All lines with the word "fixed" in the material below are required.
START Material to process
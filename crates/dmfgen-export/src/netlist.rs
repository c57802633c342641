use std::fs;
use std::path::{Path, PathBuf};
use std::sync::OnceLock;

use dmfgen_board::BoardDesign;
use indexmap::IndexMap;
use regex::Regex;
use serde::{Deserialize, Serialize};

#[derive(Debug, thiserror::Error)]
pub enum NetlistError {
    #[error("net \"{net}\" on {designator} does not match the /P<pin> form")]
    NetNameFormatError { designator: String, net: String },

    #[error("no net assignment found for electrode {designator}")]
    MissingNetAssignment { designator: String },

    #[error("board definition I/O error for {path:?}: {source}")]
    Io {
        path: PathBuf,
        source: std::io::Error,
    },

    #[error("board definition serialization failed: {0}")]
    Json(#[from] serde_json::Error),
}

fn pin_net_pattern() -> &'static Regex {
    static RE: OnceLock<Regex> = OnceLock::new();
    RE.get_or_init(|| Regex::new(r"^/P([0-9]+)$").expect("pin net pattern is valid"))
}

/// Extract the pin number from a net name of the fixed form `/P{integer}`.
#[must_use]
pub fn parse_pin_number(net: &str) -> Option<u32> {
    pin_net_pattern()
        .captures(net)
        .and_then(|caps| caps[1].parse().ok())
}

/// Convert a designator → net-name table (as read from the routed PCB)
/// into a designator → pin-number table.
///
/// Any net name outside the `/P{integer}` form fails the whole call,
/// naming the offending net; the PCB design is expected to be fixed and
/// the call retried.
pub fn resolve_pin_table(
    nets: &IndexMap<String, String>,
) -> Result<IndexMap<String, u32>, NetlistError> {
    let mut pins = IndexMap::with_capacity(nets.len());
    for (designator, net) in nets {
        let pin = parse_pin_number(net).ok_or_else(|| NetlistError::NetNameFormatError {
            designator: designator.clone(),
            net: net.clone(),
        })?;
        pins.insert(designator.clone(), pin);
    }
    Ok(pins)
}

/// Board-definition layout consumed by the droplet control software:
/// designator, pin, and the original (un-crenellated) outline per
/// electrode.
#[derive(Debug, Clone, Serialize, Deserialize)]
pub struct BoardDefinitionDoc {
    pub electrodes: Vec<BoardDefElectrodeDoc>,
}

#[derive(Debug, Clone, Serialize, Deserialize)]
pub struct BoardDefElectrodeDoc {
    pub designator: String,
    #[serde(skip_serializing_if = "Option::is_none")]
    pub label: Option<String>,
    pub pin: u32,
    /// Board-coordinate vertices.
    pub polygon: Vec<[f64; 2]>,
}

/// Build the board-definition layout from the pre-crenellation board
/// snapshot. Every electrode must have a pin assignment; a missing entry
/// fails the whole call (retry once routing is finished).
pub fn board_definition_layout(
    board: &BoardDesign,
    pins: &IndexMap<String, u32>,
) -> Result<BoardDefinitionDoc, NetlistError> {
    let mut electrodes = Vec::with_capacity(board.electrode_count());
    for electrode in board.all_electrodes() {
        let designator = electrode.designator();
        let pin = *pins
            .get(&designator)
            .ok_or_else(|| NetlistError::MissingNetAssignment {
                designator: designator.clone(),
            })?;
        electrodes.push(BoardDefElectrodeDoc {
            designator,
            label: electrode.label.clone(),
            pin,
            polygon: electrode
                .board_polygon()
                .points()
                .iter()
                .map(|&p| p.into())
                .collect(),
        });
    }
    Ok(BoardDefinitionDoc { electrodes })
}

pub fn save_board_definition_json(
    path: impl AsRef<Path>,
    doc: &BoardDefinitionDoc,
) -> Result<(), NetlistError> {
    let path = path.as_ref();
    let json = serde_json::to_string_pretty(doc)?;
    fs::write(path, json).map_err(|source| NetlistError::Io {
        path: path.to_path_buf(),
        source,
    })
}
END Material to process
__Exercise response__
/// Extract the pin number from a net name of the fixed form `/P{integer}`.
/// naming the offending net; the PCB design is expected to be fixed and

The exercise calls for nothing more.